* ACTIVITY *
From the records below, extract only the lines running from the line with "21]]) as usize" to the line with "if cd_offset == u32::MAX", both lines included, reproducing them exactly.

Items from a data source
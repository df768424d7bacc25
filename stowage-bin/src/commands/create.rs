use std::fs::File;
use std::io::Read;
use std::path::Path;

use stowage::{ArchiveWriter, Entry, EntryType, FilterConfig, Timespec};
use walkdir::WalkDir;

use crate::cli::CreateArgs;
use crate::error::{Error, Result};

const COPY_CHUNK: usize = 64 * 1024;

fn entry_path(path: &Path) -> Vec<u8> {
    // Archive members are always relative: strip any leading `/` or `./`.
    let mut out = Vec::new();
    for component in path.components() {
        if let std::path::Component::Normal(part) = component {
            if !out.is_empty() {
                out.push(b'/');
            }
            #[cfg(unix)]
            {
                use std::os::unix::ffi::OsStrExt;
                out.extend_from_slice(part.as_bytes());
            }
            #[cfg(not(unix))]
            {
                out.extend_from_slice(part.to_string_lossy().as_bytes());
            }
        }
    }
    out
}

fn entry_from_metadata(path: &Path, meta: &std::fs::Metadata) -> Result<Entry> {
    let entry_type = if meta.is_dir() {
        EntryType::Directory
    } else if meta.file_type().is_symlink() {
        EntryType::Symlink
    } else {
        EntryType::Regular
    };

    let mut entry = Entry::new(entry_path(path), entry_type);
    if entry_type == EntryType::Regular {
        entry.set_size(meta.len());
    }

    #[cfg(unix)]
    {
        use std::os::unix::fs::MetadataExt;
        entry.set_mode(meta.mode() & 0o7_777);
        entry.set_uid(meta.uid().into());
        entry.set_gid(meta.gid().into());
        entry.set_mtime(Some(Timespec::new(meta.mtime(), meta.mtime_nsec() as u32)));
    }
    #[cfg(not(unix))]
    {
        if let Ok(modified) = meta.modified() {
            if let Ok(d) = modified.duration_since(std::time::UNIX_EPOCH) {
                entry.set_mtime(Some(Timespec::new(d.as_secs() as i64, d.subsec_nanos())));
            }
        }
    }

    if entry_type == EntryType::Symlink {
        let target = std::fs::read_link(path).map_err(|source| Error::ProcessFile {
            path: path.to_path_buf(),
            source,
        })?;
        #[cfg(unix)]
        {
            use std::os::unix::ffi::OsStrExt;
            entry.set_link_target(target.as_os_str().as_bytes().to_vec());
        }
        #[cfg(not(unix))]
        {
            entry.set_link_target(target.to_string_lossy().as_bytes().to_vec());
        }
    }

    Ok(entry)
}

fn add_file(writer: &mut ArchiveWriter<'_>, path: &Path, entry: &Entry) -> Result<()> {
    writer.add_entry(entry).map_err(|source| Error::AddFile {
        path: path.to_path_buf(),
        source,
    })?;
    if !entry.is_regular() {
        return Ok(());
    }

    let mut file = File::open(path).map_err(|source| Error::ProcessFile {
        path: path.to_path_buf(),
        source,
    })?;
    let mut chunk = vec![0u8; COPY_CHUNK];
    loop {
        let n = file.read(&mut chunk).map_err(|source| Error::ProcessFile {
            path: path.to_path_buf(),
            source,
        })?;
        if n == 0 {
            break;
        }
        writer
            .write_payload(&chunk[..n])
            .map_err(|source| Error::AddFile {
                path: path.to_path_buf(),
                source,
            })?;
    }
    Ok(())
}

pub fn run(args: CreateArgs, verbose: bool) -> Result<()> {
    let archive = std::fs::canonicalize(&args.archive).unwrap_or_else(|_| args.archive.clone());
    if args
        .paths
        .iter()
        .any(|p| std::fs::canonicalize(p).map_or(false, |p| p == archive))
    {
        return Err(Error::SelfArchive);
    }

    let filters: Vec<FilterConfig> = args.filters.iter().map(|c| (*c).into()).collect();
    let mut writer = ArchiveWriter::create_path(&args.archive, args.format, &filters).map_err(
        |source| Error::CreateArchive {
            path: args.archive.clone(),
            source,
        },
    )?;

    for root in &args.paths {
        for item in WalkDir::new(root).sort_by_file_name() {
            let item = item.map_err(|e| Error::ProcessFile {
                path: root.clone(),
                source: e.into(),
            })?;
            let meta = std::fs::symlink_metadata(item.path()).map_err(|source| {
                Error::ProcessFile {
                    path: item.path().to_path_buf(),
                    source,
                }
            })?;
            let entry = entry_from_metadata(item.path(), &meta)?;
            if entry.path().is_empty() {
                continue;
            }
            if verbose {
                println!("{}", entry.path_lossy());
            }
            add_file(&mut writer, item.path(), &entry)?;
        }
    }

    writer.close().map_err(|source| Error::FinishArchive {
        path: args.archive.clone(),
        source,
    })
}
impl<'a> ZipReader<'a> {
    pub(crate) fn new(mut src: Tracked<'a>) -> Result<ZipReader<'a>> {
        if !src.is_seekable() {
            return Err(Error::NotSeekable);
        }
        let records = Self::read_central_directory(&mut src)?;
        tracing::debug!(entries = records.len(), "parsed zip central directory");
        Ok(ZipReader {
            src,
            records,
            next_index: 0,
            current: None,
        })
    }

    fn read_exact(src: &mut Tracked<'_>, buf: &mut [u8]) -> Result<()> {
        let mut filled = 0;
        while filled < buf.len() {
            let n = src.read(&mut buf[filled..])?;
            if n == 0 {
                return Err(Error::Truncated);
            }
            filled += n;
        }
        Ok(())
    }

    fn read_central_directory(src: &mut Tracked<'a>) -> Result<Vec<CdRecord>> {
        let file_len = src.seek(SeekFrom::End(0))?;
        if file_len < EOCD_LEN {
            return Err(Error::Truncated);
        }
        let scan_len = file_len.min(EOCD_LEN + 65_535);
        src.seek(SeekFrom::End(-(scan_len as i64)))?;
        let mut tail = vec![0u8; scan_len as usize];
        Self::read_exact(src, &mut tail)?;

        let eocd_pos = (0..=tail.len() - EOCD_LEN as usize)
            .rev()
            .find(|&i| {
                tail[i..i + 4] == EOCD_SIG.to_le_bytes()
                    && u16::from_le_bytes([tail[i + 20], tail[i + 21]]) as usize
                        == tail.len() - i - EOCD_LEN as usize
            })
            .ok_or(Error::Truncated)?;

        let mut eocd = &tail[eocd_pos + 4..];
        let _disk = eocd.read_u16::<LE>()?;
        let _cd_disk = eocd.read_u16::<LE>()?;
        let _disk_entries = eocd.read_u16::<LE>()?;
        let total_entries = eocd.read_u16::<LE>()?;
        let cd_size = eocd.read_u32::<LE>()?;
        let cd_offset = eocd.read_u32::<LE>()?;
        if cd_offset == u32::MAX || total_entries == u16::MAX {
            return Err(Error::unsupported("zip64 archives"));
        }

        src.seek(SeekFrom::Start(u64::from(cd_offset)))?;
        let mut cd = vec![0u8; cd_size as usize];
        Self::read_exact(src, &mut cd)?;

        let mut records = Vec::with_capacity(usize::from(total_entries));
        let mut cursor = Cursor::new(cd.as_slice());
        for _ in 0..total_entries {
            if cursor.read_u32::<LE>()? != CENTRAL_SIG {
                return Err(header_err("central directory signature"));
            }
            let made_by = cursor.read_u16::<LE>()?;
            let _version_needed = cursor.read_u16::<LE>()?;
            let _flags = cursor.read_u16::<LE>()?;
            let method = cursor.read_u16::<LE>()?;
            let dos_time = cursor.read_u16::<LE>()?;
            let dos_date = cursor.read_u16::<LE>()?;
            let crc = cursor.read_u32::<LE>()?;
            let comp_size = cursor.read_u32::<LE>()?;
            let uncomp_size = cursor.read_u32::<LE>()?;
            let name_len = cursor.read_u16::<LE>()? as usize;
            let extra_len = cursor.read_u16::<LE>()? as usize;
            let comment_len = cursor.read_u16::<LE>()? as usize;
            let _disk_start = cursor.read_u16::<LE>()?;
            let _internal_attrs = cursor.read_u16::<LE>()?;
            let external_attrs = cursor.read_u32::<LE>()?;
            let local_offset = cursor.read_u32::<LE>()?;
            if comp_size == u32::MAX || uncomp_size == u32::MAX || local_offset == u32::MAX {
                return Err(Error::unsupported("zip64 entries"));
            }

            let mut name = vec![0u8; name_len];
            cursor.read_exact(&mut name)?;
            let mut extra = vec![0u8; extra_len];
            cursor.read_exact(&mut extra)?;
            let mut comment = vec![0u8; comment_len];
            cursor.read_exact(&mut comment)?;

            records.push(CdRecord {
                name,
                method,
                dos_time,
                dos_date,
                crc,
                comp_size: u64::from(comp_size),
                uncomp_size: u64::from(uncomp_size),
                local_offset: u64::from(local_offset),
                made_by,
                external_attrs,
                extra: parse_extra(&extra),
            });
        }
        Ok(records)
    }

    fn entry_from_record(rec: &CdRecord) -> Entry {
        let trailing_slash = rec.name.last() == Some(&b'/');
        let unix_mode = rec.external_attrs >> 16;
        let entry_type = if rec.made_by >> 8 == 3 && unix_mode != 0 {
            EntryType::from_mode(unix_mode).unwrap_or(if trailing_slash {
                EntryType::Directory
            } else {
                EntryType::Regular
            })
        } else if trailing_slash {
            EntryType::Directory
        } else {
            EntryType::Regular
        };

        let mut entry = Entry::new(rec.name.clone(), entry_type);
        if rec.made_by >> 8 == 3 && unix_mode != 0 {
            entry.set_mode(unix_mode & 0o7_777);
        }
        if entry_type == EntryType::Regular {
            entry.set_size(rec.uncomp_size);
        }
        let mtime = rec
            .extra
            .mtime
            .unwrap_or_else(|| Timespec::new(dos_to_unix(rec.dos_time, rec.dos_date), 0));
        entry.set_mtime(Some(mtime));
        entry.set_atime(rec.extra.atime);
        if let Some(uid) = rec.extra.uid {
            entry.set_uid(uid);
        }
        if let Some(gid) = rec.extra.gid {
            entry.set_gid(gid);
        }
        entry
    }

    /// Position the source at the start of the payload for `rec`.
    fn seek_to_payload(&mut self, index: usize) -> Result<()> {
        let offset = self.records[index].local_offset;
        self.src.seek(SeekFrom::Start(offset))?;
        let mut header = [0u8; LOCAL_LEN];
        Self::read_exact(&mut self.src, &mut header)?;
        let mut fixed = &header[..];
        if fixed.read_u32::<LE>()? != LOCAL_SIG {
            return Err(header_err("local header signature"));
        }
        let name_len = u64::from(u16::from_le_bytes([header[26], header[27]]));
        let extra_len = u64::from(u16::from_le_bytes([header[28], header[29]]));
        // Lengths in the local header may differ from the central copy;
        // trust the local lengths for positioning only.
        self.src
            .seek(SeekFrom::Start(offset + LOCAL_LEN as u64 + name_len + extra_len))?;
        Ok(())
    }

    fn new_payload(rec: &CdRecord) -> Result<ZipPayload> {
        let inflater = match rec.method {
            METHOD_STORED => None,
            METHOD_DEFLATE => Some(Decompress::new(false)),
            other => {
                return Err(Error::unsupported(format!("zip compression method {other}")));
            }
        };
        Ok(ZipPayload {
            method: rec.method,
            comp_remaining: rec.comp_size,
            uncomp_remaining: rec.uncomp_size,
            out_offset: 0,
            crc: crc32fast::Hasher::new(),
            expected_crc: rec.crc,
            inflater,
            in_buf: vec![0u8; READ_CHUNK],
            in_pos: 0,
            in_len: 0,
            done: false,
        })
    }

    /// Read the whole (small) payload of a symlink entry as its target.
    fn read_link_target(&mut self, index: usize) -> Result<Vec<u8>> {
        const LINK_LIMIT: u64 = 64 * 1024;
        if self.records[index].uncomp_size > LINK_LIMIT {
            return Err(header_err("symlink target length"));
        }
        self.seek_to_payload(index)?;
        self.current = Some(Self::new_payload(&self.records[index])?);
        let mut target = Vec::new();
        while let Some(block) = self.next_block()? {
            target.extend_from_slice(&block.data);
        }
        self.current = None;
        Ok(target)
    }

    fn next_block(&mut self) -> Result<Option<DataBlock>> {
        let raw_pos = self.src.position();
        let payload = match &mut self.current {
            Some(p) => p,
            None => {
                return Err(Error::InvalidState {
                    state: "no entry open for reading",
                })
            }
        };
        if payload.done {
            return Ok(None);
        }

        match payload.method {
            METHOD_STORED => {
                if payload.comp_remaining == 0 {
                    payload.done = true;
                    let crc = payload.crc.clone().finalize();
                    if crc != payload.expected_crc {
                        return Err(Error::Filter {
                            offset: raw_pos,
                            source: io::Error::new(
                                io::ErrorKind::InvalidData,
                                "crc-32 mismatch",
                            ),
                        });
                    }
                    return Ok(None);
                }
                let want = payload.comp_remaining.min(READ_CHUNK as u64) as usize;
                let mut data = vec![0u8; want];
                {
                    let mut filled = 0;
                    while filled < want {
                        let n = self.src.read(&mut data[filled..])?;
                        if n == 0 {
                            return Err(Error::Truncated);
                        }
                        filled += n;
                    }
                }
                let payload = self.current.as_mut().unwrap();
                payload.crc.update(&data);
                let offset = payload.out_offset;
                payload.comp_remaining -= want as u64;
                payload.out_offset += want as u64;
                Ok(Some(DataBlock { offset, data }))
            }
            METHOD_DEFLATE => {
                let mut out = vec![0u8; READ_CHUNK];
                loop {
                    // Refill the compressed-input window when drained.
                    let need_fill = {
                        let p = self.current.as_ref().unwrap();
                        p.in_pos == p.in_len && p.comp_remaining > 0
                    };
                    if need_fill {
                        let want = {
                            let p = self.current.as_ref().unwrap();
                            p.comp_remaining.min(READ_CHUNK as u64) as usize
                        };
                        let mut chunk = vec![0u8; want];
                        let mut filled = 0;
                        while filled < want {
                            let n = self.src.read(&mut chunk[filled..])?;
                            if n == 0 {
                                return Err(Error::Truncated);
                            }
                            filled += n;
                        }
                        let p = self.current.as_mut().unwrap();
                        p.in_buf[..want].copy_from_slice(&chunk);
                        p.in_pos = 0;
                        p.in_len = want;
                        p.comp_remaining -= want as u64;
                    }

                    let raw_pos = self.src.position();
                    let p = self.current.as_mut().unwrap();
                    let inflater = p.inflater.as_mut().unwrap();
                    let before_in = inflater.total_in();
                    let before_out = inflater.total_out();
                    let input = &p.in_buf[p.in_pos..p.in_len];
                    let flush = if p.comp_remaining == 0 && input.is_empty() {
                        FlushDecompress::Finish
                    } else {
                        FlushDecompress::None
                    };
                    let status = inflater.decompress(input, &mut out, flush).map_err(|e| {
                        Error::Filter {
                            offset: raw_pos,
                            source: io::Error::new(io::ErrorKind::InvalidData, e),
                        }
                    })?;
                    let consumed = (inflater.total_in() - before_in) as usize;
                    let produced = (inflater.total_out() - before_out) as usize;
                    p.in_pos += consumed;

                    if produced > 0 {
                        p.crc.update(&out[..produced]);
                        let offset = p.out_offset;
                        p.out_offset += produced as u64;
                        p.uncomp_remaining = p.uncomp_remaining.saturating_sub(produced as u64);
                        out.truncate(produced);
                        return Ok(Some(DataBlock { offset, data: out }));
                    }

                    if status == Status::StreamEnd {
                        p.done = true;
                        if p.uncomp_remaining != 0 {
                            return Err(header_err("uncompressed size"));
                        }
                        let crc = p.crc.clone().finalize();
                        if crc != p.expected_crc {
                            return Err(Error::Filter {
                                offset: raw_pos,
                                source: io::Error::new(
                                    io::ErrorKind::InvalidData,
                                    "crc-32 mismatch",
                                ),
                            });
                        }
                        return Ok(None);
                    }

                    if p.in_pos == p.in_len && p.comp_remaining == 0 && consumed == 0 {
                        // Inflate wants more input but the declared
                        // compressed size is exhausted.
                        return Err(Error::Truncated);
                    }
                }
            }
            _ => unreachable!("unsupported methods are rejected at open"),
        }
    }
}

* YOUR RESPONSE *
                    && u16::from_le_bytes([tail[i + 20], tail[i + 21]]) as usize
                        == tail.len() - i - EOCD_LEN as usize
            })
            .ok_or(Error::Truncated)?;

        let mut eocd = &tail[eocd_pos + 4..];
        let _disk = eocd.read_u16::<LE>()?;
        let _cd_disk = eocd.read_u16::<LE>()?;
        let _disk_entries = eocd.read_u16::<LE>()?;
        let total_entries = eocd.read_u16::<LE>()?;
        let cd_size = eocd.read_u32::<LE>()?;
        let cd_offset = eocd.read_u32::<LE>()?;
        if cd_offset == u32::MAX || total_entries == u16::MAX {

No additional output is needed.